The ironic ™ meme is almost entirely a Western, English-language internet thing. The joke requires the reader to recognize the gap between "small talk™" and actual corporate trademark culture, which maps neatly onto American and British commercial law but less well onto systems where trademark symbols are used less casually in everyday branding.
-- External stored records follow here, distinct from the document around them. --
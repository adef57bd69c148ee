//! Flat machine values and the streams they travel through.
//!
//! A flattened value is a sequence of primitive machine values over
//! `i32 | i64 | f32 | f64`, the shape a component-level value takes
//! when passed by value on the core stack. Lowering appends slots to a
//! `Vec<FlatValue>` sink; lifting consumes them through a single-pass
//! [`FlatSource`]. [`CoercingReader`] adapts a variant's joined slot
//! shape back to one case's natural shape during lift.

use super::error::{CanonicalAbiError, Result};

/// The four core machine types a value can flatten to.
#[derive(Debug, Clone, Copy, PartialEq, Eq)]
pub enum FlatType {
    I32,
    I64,
    F32,
    F64,
}

/// A single flat machine value.
#[derive(Debug, Clone, Copy, PartialEq)]
pub enum FlatValue {
    I32(i32),
    I64(i64),
    F32(f32),
    F64(f64),
}

impl FlatValue {
    /// The machine type of this slot.
    pub fn ty(&self) -> FlatType {
        match self {
            FlatValue::I32(_) => FlatType::I32,
            FlatValue::I64(_) => FlatType::I64,
            FlatValue::F32(_) => FlatType::F32,
            FlatValue::F64(_) => FlatType::F64,
        }
    }

    /// The zero slot of the given machine type, used to pad unused
    /// variant payload slots.
    pub fn zero(ty: FlatType) -> FlatValue {
        match ty {
            FlatType::I32 => FlatValue::I32(0),
            FlatType::I64 => FlatValue::I64(0),
            FlatType::F32 => FlatValue::F32(0.0),
            FlatType::F64 => FlatValue::F64(0.0),
        }
    }
}

/// A single-pass stream of flat values.
///
/// Each `next` consumes one slot; descriptors consume exactly as many
/// slots as their flat signature declares.
pub trait FlatSource {
    /// Consume the next slot.
    fn next(&mut self) -> Result<FlatValue>;

    /// Consume the next slot, which must be an `i32`.
    fn next_i32(&mut self) -> Result<i32> {
        match self.next()? {
            FlatValue::I32(v) => Ok(v),
            other => Err(slot_mismatch(FlatType::I32, other.ty())),
        }
    }

    /// Consume the next slot, which must be an `i64`.
    fn next_i64(&mut self) -> Result<i64> {
        match self.next()? {
            FlatValue::I64(v) => Ok(v),
            other => Err(slot_mismatch(FlatType::I64, other.ty())),
        }
    }

    /// Consume the next slot, which must be an `f32`.
    fn next_f32(&mut self) -> Result<f32> {
        match self.next()? {
            FlatValue::F32(v) => Ok(v),
            other => Err(slot_mismatch(FlatType::F32, other.ty())),
        }
    }

    /// Consume the next slot, which must be an `f64`.
    fn next_f64(&mut self) -> Result<f64> {
        match self.next()? {
            FlatValue::F64(v) => Ok(v),
            other => Err(slot_mismatch(FlatType::F64, other.ty())),
        }
    }
}

fn slot_mismatch(want: FlatType, have: FlatType) -> CanonicalAbiError {
    CanonicalAbiError::abi(format!("expected {want:?} slot, found {have:?}"))
}

/// A [`FlatSource`] over a slice of slots.
#[derive(Debug)]
pub struct FlatReader<'a> {
    slots: &'a [FlatValue],
    pos: usize,
}

impl<'a> FlatReader<'a> {
    /// Read slots from the front of `slots`.
    pub fn new(slots: &'a [FlatValue]) -> Self {
        Self { slots, pos: 0 }
    }

    /// How many slots remain unconsumed.
    pub fn remaining(&self) -> usize {
        self.slots.len() - self.pos
    }
}

impl FlatSource for FlatReader<'_> {
    fn next(&mut self) -> Result<FlatValue> {
        let slot = self.slots.get(self.pos).copied().ok_or_else(|| {
            CanonicalAbiError::abi(format!("flat stream exhausted after {} slots", self.pos))
        })?;
        self.pos += 1;
        Ok(slot)
    }
}

/// Widen a case slot to a variant's joined slot type.
///
/// The supported pairs are exactly the canonical ABI's reinterprets:
/// `f32` bits into `i32`, sign-converted `i32` into `i64`, `f32` bits
/// zero-extended into `i64`, and `f64` bits into `i64`.
pub fn widen(value: FlatValue, to: FlatType) -> Result<FlatValue> {
    match (value, to) {
        (v, t) if v.ty() == t => Ok(v),
        (FlatValue::F32(v), FlatType::I32) => Ok(FlatValue::I32(v.to_bits() as i32)),
        (FlatValue::I32(v), FlatType::I64) => Ok(FlatValue::I64(v as i64)),
        (FlatValue::F32(v), FlatType::I64) => Ok(FlatValue::I64(v.to_bits() as i64)),
        (FlatValue::F64(v), FlatType::I64) => Ok(FlatValue::I64(v.to_bits() as i64)),
        (v, t) => Err(CanonicalAbiError::abi(format!(
            "cannot widen {:?} slot to {t:?}",
            v.ty()
        ))),
    }
}

/// Undo [`widen`]: reinterpret a joined slot as the type one case wants.
pub fn narrow(value: FlatValue, want: FlatType) -> Result<FlatValue> {
    match (value, want) {
        (v, t) if v.ty() == t => Ok(v),
        (FlatValue::I32(v), FlatType::F32) => Ok(FlatValue::F32(f32::from_bits(v as u32))),
        (FlatValue::I64(v), FlatType::I32) => {
            let narrowed = i32::try_from(v).map_err(|_| CanonicalAbiError::BigIntOverflow {
                value: v,
                target: "i32",
            })?;
            Ok(FlatValue::I32(narrowed))
        }
        (FlatValue::I64(v), FlatType::F32) => {
            let bits = u32::try_from(v).map_err(|_| CanonicalAbiError::BigIntOverflow {
                value: v,
                target: "f32 bits",
            })?;
            Ok(FlatValue::F32(f32::from_bits(bits)))
        }
        (FlatValue::I64(v), FlatType::F64) => Ok(FlatValue::F64(f64::from_bits(v as u64))),
        (v, t) => Err(CanonicalAbiError::abi(format!(
            "cannot narrow {:?} slot to {t:?}",
            v.ty()
        ))),
    }
}

/// A one-slot-ahead adapter that reinterprets a variant's joined payload
/// slots back to the active case's natural slot types during lift.
///
/// After the case payload has been lifted, [`finish`] consumes the
/// leftover padding slots so the stream stays aligned.
///
/// [`finish`]: CoercingReader::finish
pub struct CoercingReader<'a> {
    inner: &'a mut dyn FlatSource,
    joined: &'a [FlatType],
    want: &'a [FlatType],
    pos: usize,
}

impl<'a> CoercingReader<'a> {
    pub fn new(inner: &'a mut dyn FlatSource, joined: &'a [FlatType], want: &'a [FlatType]) -> Self {
        Self {
            inner,
            joined,
            want,
            pos: 0,
        }
    }

    /// Consume the joined slots the case did not use.
    pub fn finish(mut self) -> Result<()> {
        while self.pos < self.joined.len() {
            self.inner.next()?;
            self.pos += 1;
        }
        Ok(())
    }
}

impl FlatSource for CoercingReader<'_> {
    fn next(&mut self) -> Result<FlatValue> {
        let want = self.want.get(self.pos).copied().ok_or_else(|| {
            CanonicalAbiError::abi(format!(
                "variant case consumed more than its {} payload slots",
                self.want.len()
            ))
        })?;
        self.pos += 1;
        narrow(self.inner.next()?, want)
    }
}
//! Function adapter scenarios: direct and indirect conventions, plus a
//! full native-to-guest-and-back loop through the host and service
//! factories.

use std::collections::HashMap;
use std::sync::Arc;

use canon_abi::prelude::*;
use canon_abi::CanonicalAbiError;

fn opts() -> CanonOptions {
    CanonOptions::default()
}

#[test]
fn three_params_pass_directly() -> anyhow::Result<()> {
    let func = FunctionType::new(
        "add3",
        "test:calc/add3",
        vec![
            ("a".to_owned(), ValType::U32),
            ("b".to_owned(), ValType::U32),
            ("c".to_owned(), ValType::U32),
        ],
        Some(ValType::U32),
    );
    assert_eq!(func.param_flat_count(), 3);
    assert_eq!(func.return_flat_count(), 1);

    let mut mem = LinearMemory::new();
    let result = func.call_wasm(
        &mut mem,
        &[Value::U32(1), Value::U32(2), Value::U32(3)],
        &opts(),
        &mut |_mem: &mut LinearMemory, flat: &[FlatValue]| {
            assert_eq!(
                flat,
                &[FlatValue::I32(1), FlatValue::I32(2), FlatValue::I32(3)]
            );
            Ok(Some(FlatValue::I32(6)))
        },
    )?;
    assert_eq!(result, Some(Value::U32(6)));
    Ok(())
}

#[test]
fn twenty_params_go_through_a_tuple_pointer() -> anyhow::Result<()> {
    let params: Vec<(String, ValType)> =
        (0..20).map(|i| (format!("p{i}"), ValType::U32)).collect();
    let func = FunctionType::new("sum20", "test:calc/sum20", params, Some(ValType::U32));
    assert_eq!(func.param_flat_count(), 20);

    let args: Vec<Value> = (0..20).map(Value::U32).collect();
    let mut mem = LinearMemory::new();
    let result = func.call_wasm(
        &mut mem,
        &args,
        &opts(),
        &mut |mem: &mut LinearMemory, flat: &[FlatValue]| {
            // One i32 slot: the pointer to a 20-field tuple, 4-aligned,
            // 80 bytes, parameters stored contiguously.
            let [FlatValue::I32(ptr)] = flat[..] else {
                panic!("expected a single pointer slot, got {flat:?}");
            };
            let ptr = ptr as u32;
            assert_eq!(ptr % 4, 0);
            let mut sum = 0u32;
            for i in 0..20 {
                let bytes: [u8; 4] = mem.read(ptr + i * 4, 4)?.try_into().unwrap();
                sum += u32::from_le_bytes(bytes);
            }
            Ok(Some(FlatValue::I32(sum as i32)))
        },
    )?;
    assert_eq!(result, Some(Value::U32(190)));
    Ok(())
}

#[test]
fn wide_return_goes_through_an_out_pointer() -> anyhow::Result<()> {
    let ret = ValType::tuple([ValType::U32, ValType::U32, ValType::U32]);
    let func = FunctionType::new(
        "triple",
        "test:calc/triple",
        vec![("seed".to_owned(), ValType::U32)],
        Some(ret.clone()),
    );
    assert_eq!(func.return_flat_count(), 3);

    let mut mem = LinearMemory::new();
    let result = func.call_wasm(
        &mut mem,
        &[Value::U32(4)],
        &opts(),
        &mut |mem: &mut LinearMemory, flat: &[FlatValue]| {
            let [FlatValue::I32(seed), FlatValue::I32(out)] = flat[..] else {
                panic!("expected seed plus out-pointer, got {flat:?}");
            };
            let seed = seed as u32;
            let out = out as u32;
            for i in 0..3u32 {
                mem.write(out + i * 4, &(seed * (i + 1)).to_le_bytes())?;
            }
            Ok(None)
        },
    )?;
    assert_eq!(
        result,
        Some(Value::Tuple(vec![
            Value::U32(4),
            Value::U32(8),
            Value::U32(12)
        ]))
    );
    Ok(())
}

#[test]
fn service_call_lifts_params_and_lowers_result() -> anyhow::Result<()> {
    let func = FunctionType::new(
        "scale",
        "test:calc/scale",
        vec![
            ("values".to_owned(), ValType::list(ValType::U32)),
            ("by".to_owned(), ValType::U32),
        ],
        Some(ValType::U32),
    );

    let mut mem = LinearMemory::new();
    // Stand in for the guest: lower the arguments to flat values.
    let mut flat = Vec::new();
    ValType::list(ValType::U32).lower(
        &mut mem,
        &Value::List(vec![Value::U32(2), Value::U32(3)]),
        &mut flat,
        &opts(),
    )?;
    ValType::U32.lower(&mut mem, &Value::U32(10), &mut flat, &opts())?;

    let result = func.call_service(&mut mem, &flat, &opts(), &mut |args| {
        let values = args[0].expect_list()?;
        let by = args[1].expect_u32()?;
        let sum: u32 = values
            .iter()
            .map(|v| v.expect_u32())
            .collect::<canon_abi::Result<Vec<_>>>()?
            .iter()
            .sum();
        Ok(Some(Value::U32(sum * by)))
    })?;
    assert_eq!(result, Some(FlatValue::I32(50)));
    Ok(())
}

#[test]
fn service_call_indirect_return_stores_through_out_pointer() -> anyhow::Result<()> {
    let ret = ValType::record([("label", ValType::String), ("total", ValType::U32)]);
    let func = FunctionType::new(
        "describe",
        "test:calc/describe",
        vec![("n".to_owned(), ValType::U32)],
        Some(ret.clone()),
    );
    assert!(func.return_flat_count() > MAX_FLAT_RESULTS);

    let mut mem = LinearMemory::new();
    let out = mem.alloc(ret.alignment(), ret.byte_size());
    let flat = [FlatValue::I32(3), FlatValue::I32(out as i32)];
    let result = func.call_service(&mut mem, &flat, &opts(), &mut |args| {
        let n = args[0].expect_u32()?;
        Ok(Some(Value::Record(vec![
            ("label".to_owned(), Value::String("total".to_owned())),
            ("total".to_owned(), Value::U32(n * 2)),
        ])))
    })?;
    assert_eq!(result, None);
    assert_eq!(
        ret.load(&mem, out, &opts())?,
        Value::Record(vec![
            ("label".to_owned(), Value::String("total".to_owned())),
            ("total".to_owned(), Value::U32(6)),
        ])
    );
    Ok(())
}

#[test]
fn arity_and_out_pointer_violations_are_rejected() {
    let func = FunctionType::new(
        "pair",
        "test:calc/pair",
        vec![("n".to_owned(), ValType::U32)],
        Some(ValType::tuple([ValType::U32, ValType::U32])),
    );

    let mut mem = LinearMemory::new();
    // Missing the out-pointer slot.
    let err = func
        .call_service(&mut mem, &[FlatValue::I32(1)], &opts(), &mut |_| {
            Ok(Some(Value::Tuple(vec![Value::U32(0), Value::U32(0)])))
        })
        .unwrap_err();
    assert!(matches!(err, CanonicalAbiError::AbiViolation(_)));

    // Out-pointer slot has the wrong machine type.
    let err = func
        .call_service(
            &mut mem,
            &[FlatValue::I32(1), FlatValue::F32(0.0)],
            &opts(),
            &mut |_| Ok(Some(Value::Tuple(vec![Value::U32(0), Value::U32(0)]))),
        )
        .unwrap_err();
    assert!(matches!(err, CanonicalAbiError::AbiViolation(_)));

    // Native argument count mismatch on the wasm side.
    let err = func
        .call_wasm(&mut mem, &[], &opts(), &mut |_: &mut LinearMemory,
                                                 _: &[FlatValue]| {
            Ok(None)
        })
        .unwrap_err();
    assert!(matches!(err, CanonicalAbiError::AbiViolation(_)));
}

/// The native side of the end-to-end loop.
struct CalcService {
    counter: CounterService,
}

#[derive(Default)]
struct CounterService {
    totals: HashMap<u32, u32>,
}

impl Service for CalcService {
    fn invoke(&mut self, function: &str, args: Vec<Value>) -> canon_abi::Result<Option<Value>> {
        match function {
            "add" => {
                let a = args[0].expect_u32()?;
                let b = args[1].expect_u32()?;
                Ok(Some(Value::U32(a + b)))
            }
            "concat" => {
                let a = args[0].expect_str()?;
                let b = args[1].expect_str()?;
                Ok(Some(Value::String(format!("{a}{b}"))))
            }
            other => Err(CanonicalAbiError::abi(format!("unknown function `{other}`"))),
        }
    }

    fn resource(&mut self, name: &str) -> Option<&mut dyn Service> {
        if name == "counter" {
            Some(&mut self.counter)
        } else {
            None
        }
    }
}

impl Service for CounterService {
    fn invoke(&mut self, function: &str, args: Vec<Value>) -> canon_abi::Result<Option<Value>> {
        match function {
            "increment" => {
                let handle = args[0].expect_resource()?;
                let by = args[1].expect_u32()?;
                let total = self.totals.entry(handle).or_insert(0);
                *total += by;
                Ok(Some(Value::U32(*total)))
            }
            other => Err(CanonicalAbiError::abi(format!("unknown method `{other}`"))),
        }
    }
}

#[test]
fn host_and_service_factories_close_the_loop() -> anyhow::Result<()> {
    let counter = ResourceType::new("counter", "test:calc/counter");
    counter.define_functions(vec![Arc::new(FunctionType::new(
        "increment",
        "test:calc/[method]counter.increment",
        vec![
            ("self".to_owned(), ValType::borrow(counter.clone())),
            ("by".to_owned(), ValType::U32),
        ],
        Some(ValType::U32),
    ))])?;

    let functions = vec![
        Arc::new(FunctionType::new(
            "add",
            "test:calc/add",
            vec![
                ("a".to_owned(), ValType::U32),
                ("b".to_owned(), ValType::U32),
            ],
            Some(ValType::U32),
        )),
        Arc::new(FunctionType::new(
            "concat",
            "test:calc/concat",
            vec![
                ("a".to_owned(), ValType::String),
                ("b".to_owned(), ValType::String),
            ],
            Some(ValType::String),
        )),
    ];
    let resources = vec![counter];

    let host = Host::create(&functions, &resources)?;
    assert!(host.contains("test:calc/add"));
    assert!(host.contains("test:calc/[method]counter.increment"));

    let binding = ServiceBinding::create(&functions, &resources)?;
    let mut service = CalcService {
        counter: CounterService::default(),
    };
    let mut mem = LinearMemory::new();
    let copts = opts();

    // The "guest" is the host table itself: every wire call loops back
    // into the native service.
    let mut wire = |mem: &mut LinearMemory, name: &str, params: &[FlatValue]| {
        host.dispatch(name, mem, params, &copts, &mut service)
    };

    let sum = binding.call(
        "add",
        &mut mem,
        &mut wire,
        &[Value::U32(40), Value::U32(2)],
        &copts,
    )?;
    assert_eq!(sum, Some(Value::U32(42)));

    let joined = binding.call(
        "concat",
        &mut mem,
        &mut wire,
        &[
            Value::String("héllo ".to_owned()),
            Value::String("wörld".to_owned()),
        ],
        &copts,
    )?;
    assert_eq!(joined, Some(Value::String("héllo wörld".to_owned())));

    let first = binding.call(
        "counter.increment",
        &mut mem,
        &mut wire,
        &[Value::Resource(7), Value::U32(5)],
        &copts,
    )?;
    assert_eq!(first, Some(Value::U32(5)));
    let second = binding.call(
        "counter.increment",
        &mut mem,
        &mut wire,
        &[Value::Resource(7), Value::U32(5)],
        &copts,
    )?;
    assert_eq!(second, Some(Value::U32(10)));

    let unknown = binding.call("missing", &mut mem, &mut wire, &[], &copts);
    assert!(unknown.is_err());
    Ok(())
}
Legally, ™ works almost everywhere, but its power varies. In the US, it asserts common-law rights, which are real and enforceable. In most of Europe, unregistered marks have far weaker protection and the symbol is mostly symbolic. In first-to-file countries like China and Japan, unregistered use gives you almost nothing, and squatters can register your name before you do. The WIPO guide to trademark strategy notes that global brands treat ™ as a placeholder while registration pends, not as a permanent state. In Taylor Swift's case, her lawyers filed 57 applications for six separate marks just from the 1989 album, including "This Sick Beat" and "Nice to Meet You, Where You Been?" The creator economy has put her playbook into the hands of much smaller acts.

What does "anxiety™" or "main character™" mean?

It's Tradesnark: adding ™ to an ordinary phrase to mock branding culture and claim the trait as a mock personal brand. The joke works because ™ carries corporate weight. Applying that weight to "anxiety" or "main character" produces ironic self-awareness.

When did the ironic ™ trend start?

The practice of bolting ™ onto ordinary phrases started on Usenet in the late 1980s. It matured on Tumblr and Twitter in the 2010s. By 2019 the "[word]™" format was a stable genre of self-branding joke, which TV Tropes named Tradesnark.

Viral moments

2019
The Tradesnark era
TV Tropes formally documents "Tradesnark" as a humor genre: adding ™ to mundane phrases to mock branding culture. The page cites examples from Gamers™ to Global Warming™ to Official Bisexual Haircut™.
2010
Soon™
Blizzard community managers weaponize ™ as a non-answer to release-date questions. The joke spreads to Valve Time and the entire gaming community. Know Your Meme traces the ancestry back to Jerry Pournelle's "Real Soon Now" from 1984.
2014
This Sick Beat™
Taylor Swift's lawyers file 57 trademark applications for lyrics from 1989, including "This Sick Beat," "Party Like It's 1989," and "Nice to Meet You, Where You Been?" The filings cover everything from candles to pot holders. Personal branding lawyering becomes tabloid news.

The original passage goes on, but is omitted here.